Building a Swim Separates Collection Starting with Alice

Even though we are still getting freezing rain and cool temperatures here in southwestern Ontario, I’m intrigued by the idea of sewing up swim suits for the summer for two main reasons. First, these are the patterns that designers have in testing right now in preparation for a new season. And second, because I still have 2 great swim fabrics left from my trip to Ann’s Fabrics that I’d really like to play with!

I took the opportunity to participate in the pattern test for the Alice High Rise Bottoms from 5 out of 4 Patterns. Whenever I’ve worn swim separates, I always prefer a high rise bottom because it stays on the best because of my body shape. Skirts and swim shorts haven’t really been flattering on me in RTW, mostly because to fit in my waist they were just awkward and ill-fitting in the crotch.

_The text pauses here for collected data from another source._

use std::sync::Arc;

use tapedeck_core::{
    AlbumScrapper, CrawlContext, DiscographyScrapper, Scrapper, TrackScrapper, UrlKind,
};

/// Shared application state
pub struct AppState {
    domain: String,
    discography: Arc<dyn Scrapper>,
    album: Arc<dyn Scrapper>,
    track: Arc<dyn Scrapper>,
}

impl AppState {
    pub fn new(
        domain: impl Into<String>,
        discography: Arc<dyn Scrapper>,
        album: Arc<dyn Scrapper>,
        track: Arc<dyn Scrapper>,
    ) -> Self {
        Self {
            domain: domain.into(),
            discography,
            album,
            track,
        }
    }

    /// State with the production scrappers, all sharing `ctx`.
    pub fn from_context(domain: impl Into<String>, ctx: CrawlContext) -> Self {
        Self::new(
            domain,
            Arc::new(DiscographyScrapper::new(ctx.clone())),
            Arc::new(AlbumScrapper::new(ctx.clone())),
            Arc::new(TrackScrapper::new(ctx)),
        )
    }

    pub fn domain(&self) -> &str {
        &self.domain
    }

    /// The scrapper for a page kind; `None` for unknown pages.
    pub fn scrapper(&self, kind: UrlKind) -> Option<&Arc<dyn Scrapper>> {
        match kind {
            UrlKind::Discography => Some(&self.discography),
            UrlKind::Album => Some(&self.album),
            UrlKind::Track => Some(&self.track),
            UrlKind::Unknown => None,
        }
    }
}

#[cfg(test)]
mod tests {
    use super::*;
    use tapedeck_core::testing::{MockPersister, MockRetriever};
    use tapedeck_core::{HtmlParser, InMemoryCatalog};

    #[test]
    fn test_unknown_kind_has_no_scrapper() {
        let ctx = CrawlContext::new(
            Arc::new(MockRetriever::new()),
            Arc::new(HtmlParser::new()),
            Arc::new(MockPersister::new()),
            Arc::new(InMemoryCatalog::empty()),
        );
        let state = AppState::from_context("bandcamp.com", ctx);

        assert_eq!(state.domain(), "bandcamp.com");
        assert!(state.scrapper(UrlKind::Unknown).is_none());
        assert!(state.scrapper(UrlKind::Track).is_some());
    }
}
use thiserror::Error;

use crate::extract::DecodeError;
use crate::parser::ParseError;
use crate::persist::SaveError;
use crate::retriever::FetchError;

/// Any failure of a crawl, at any depth.
///
/// Errors raised by a nested scrapper reach the caller as they were raised.
#[derive(Debug, Error)]
pub enum ScrapeError {
    #[error(transparent)]
    Fetch(#[from] FetchError),

    #[error(transparent)]
    Parse(#[from] ParseError),

    #[error(transparent)]
    Decode(#[from] DecodeError),

    #[error(transparent)]
    Save(#[from] SaveError),

    #[error("Cannot resolve link {link} against {base}: {reason}")]
    InvalidLink {
        base: String,
        link: String,
        reason: String,
    },
}
//! Shapes of the JSON payloads the site embeds in its pages.
//!
//! Only the fields the crawler reads are declared; everything else in the
//! payload is ignored.

use serde::Deserialize;

use super::track::{humanize_slug, Track};

/// `data-tralbum` payload of a track (or album) page.
#[derive(Debug, Clone, Default, Deserialize)]
#[serde(default)]
pub struct TrAlbum {
    pub artist: String,
    pub current: Current,
    pub album_url: Option<String>,
    pub url: String,
    pub trackinfo: Vec<TrackInfo>,
}

#[derive(Debug, Clone, Default, Deserialize)]
#[serde(default)]
pub struct Current {
    pub title: String,
    pub track_number: Option<u32>,
}

#[derive(Debug, Clone, Default, Deserialize)]
#[serde(default)]
pub struct TrackInfo {
    pub title: Option<String>,
    pub track_num: Option<u32>,
    pub file: Option<TrackFile>,
}

/// Streamable encodings of a track.
#[derive(Debug, Clone, Default, Deserialize)]
#[serde(default)]
pub struct TrackFile {
    #[serde(rename = "mp3-128")]
    pub mp3_128: Option<String>,
}

impl TrAlbum {
    /// Album display name derived from the album URL slug, if the track belongs to one.
    pub fn album_name(&self) -> Option<String> {
        self.album_url
            .as_deref()
            .map(humanize_slug)
            .filter(|name| !name.is_empty())
    }

    /// The first track's mp3 stream, when the page exposes one.
    pub fn download_url(&self) -> Option<String> {
        self.trackinfo
            .first()
            .and_then(|info| info.file.as_ref())
            .and_then(|file| file.mp3_128.clone())
            .filter(|url| !url.is_empty())
    }

    pub fn into_track(self) -> Track {
        Track {
            album: self.album_name(),
            download_url: self.download_url(),
            title: self.current.title,
            track_number: self.current.track_number.unwrap_or_default(),
            artist: self.artist,
            source_url: self.url,
        }
    }
}

/// One entry of the discography manifest (`data-client-items`).
#[derive(Debug, Clone, Default, PartialEq, Eq, Deserialize)]
#[serde(default)]
pub struct DiscographyItem {
    pub page_url: String,
    pub title: Option<String>,
    pub artist: Option<String>,
    #[serde(rename = "type")]
    pub kind: Option<String>,
    pub id: Option<u64>,
}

The Pattern: Alice High Rise Bottoms
Designer: 5 out of 4 Patterns
Size Range: XXS-5X
Difficulty: 2/5
What I Made: 4X waist graded to 5X hips
Alterations: full tummy adjustment, used 3X front top curve, sewn with lining and swim attached at interior seams

Like when I start any pattern I hoped the Alice was going to fit great right off the printer, but that wasn’t quite the case. However, I know that Jessica worked really hard to get a proper fit for the upper plus sizes and for that I’m super grateful! And my end result is something I’m very happy with and look forward to making another pair.  The reality is that the whole waist/tummy/hip region is an area with so much variety from person to person. Add to that the style of the bottoms, and personal preference, and I now realize it makes perfect sense I’d to have to do grading and pattern alterations. Since I’m sewing them custom, I might as well aim for a perfect fit. Here’s how my muslin of the last version of the pattern looked. You can see how much of a full tummy I needed to adjust for. It is where I carry most of my weight and it’s quite forward rather than spread out. Don’t pay attention to the extra fabric at my leg, this was fixed beautifully in the final version.

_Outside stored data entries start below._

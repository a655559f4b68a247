use std::sync::Arc;

use async_trait::async_trait;
use futures::stream::{self, StreamExt};
use tracing::{info, warn};
use url::Url;

use super::{
    fetch_page, resolve_links, CrawlContext, ScrapeError, Scrapper, ScrapperFactory, TrackScrapper,
};
use crate::extract::{collect_links, filter_links, LinkKind};

/// Crawls every track linked from an album page.
pub struct AlbumScrapper {
    ctx: CrawlContext,
    track_factory: ScrapperFactory,
}

impl AlbumScrapper {
    pub fn new(ctx: CrawlContext) -> Self {
        Self {
            ctx,
            track_factory: Arc::new(|ctx: CrawlContext| -> Arc<dyn Scrapper> {
                Arc::new(TrackScrapper::new(ctx))
            }),
        }
    }

    /// Replace how track scrappers are built.
    pub fn with_track_factory(mut self, factory: ScrapperFactory) -> Self {
        self.track_factory = factory;
        self
    }

    /// Track links of the album page, deduplicated, in page order.
    pub async fn track_links(&self, url: &Url) -> Result<Vec<String>, ScrapeError> {
        fetch_page(&self.ctx, url, |document| {
            let candidates = collect_links(document, LinkKind::Track.needle());
            Ok(filter_links(candidates, LinkKind::Track))
        })
        .await
    }

    async fn run_sequential(&self, tracks: &[Url]) -> Result<(), ScrapeError> {
        for track_url in tracks {
            let scrapper = (self.track_factory)(self.ctx.clone());
            scrapper.execute(track_url).await?;
        }
        Ok(())
    }

    /// Crawl up to `limit` tracks at once. Every track runs to completion;
    /// the first failure in link order is returned.
    async fn run_concurrent(&self, tracks: &[Url], limit: usize) -> Result<(), ScrapeError> {
        let results: Vec<Result<(), ScrapeError>> = stream::iter(tracks.iter().cloned())
            .map(|track_url: Url| {
                let scrapper = (self.track_factory)(self.ctx.clone());
                async move { scrapper.execute(&track_url).await }
            })
            .buffered(limit)
            .collect()
            .await;

        let failed = results.iter().filter(|r| r.is_err()).count();
        if failed > 0 {
            warn!(failed, total = tracks.len(), "Some tracks failed");
        }
        results.into_iter().collect()
    }
}

#[async_trait]
impl Scrapper for AlbumScrapper {
    async fn execute(&self, url: &Url) -> Result<(), ScrapeError> {
        info!(url = %url, "Scraping album");

        let links = self.track_links(url).await?;
        let tracks = resolve_links(url, &links)?;
        info!(url = %url, tracks = tracks.len(), "Found tracks");

        match self.ctx.crawl.max_concurrent_tracks {
            0 | 1 => self.run_sequential(&tracks).await,
            limit => self.run_concurrent(&tracks, limit).await,
        }
    }
}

Working with the final pattern, I knew I needed to do a full tummy adjustment. I recently had the opportunity to take a jeans sewing class (more about that in another post!) at a local sewing collective. The instructor walked me through the adjustment on my jeans so I applied the same principles here. I’ve also seen examples of full tummy adjustments on a few other sites including the pants fitting guide at 5 out of 4, as well as this very detailed video from In House Patterns Studio. I used the concepts from both to draft my own adjustment for my tummy as seen in the pictures below. As you can see, my adjustment actually creeped on to the back piece as well as I needed height already by the side seam (see picture above). This is a mini version of the pattern, not drawn to scale and the curves are off, but I wanted to show a scaled down block of how I adjusted for my body.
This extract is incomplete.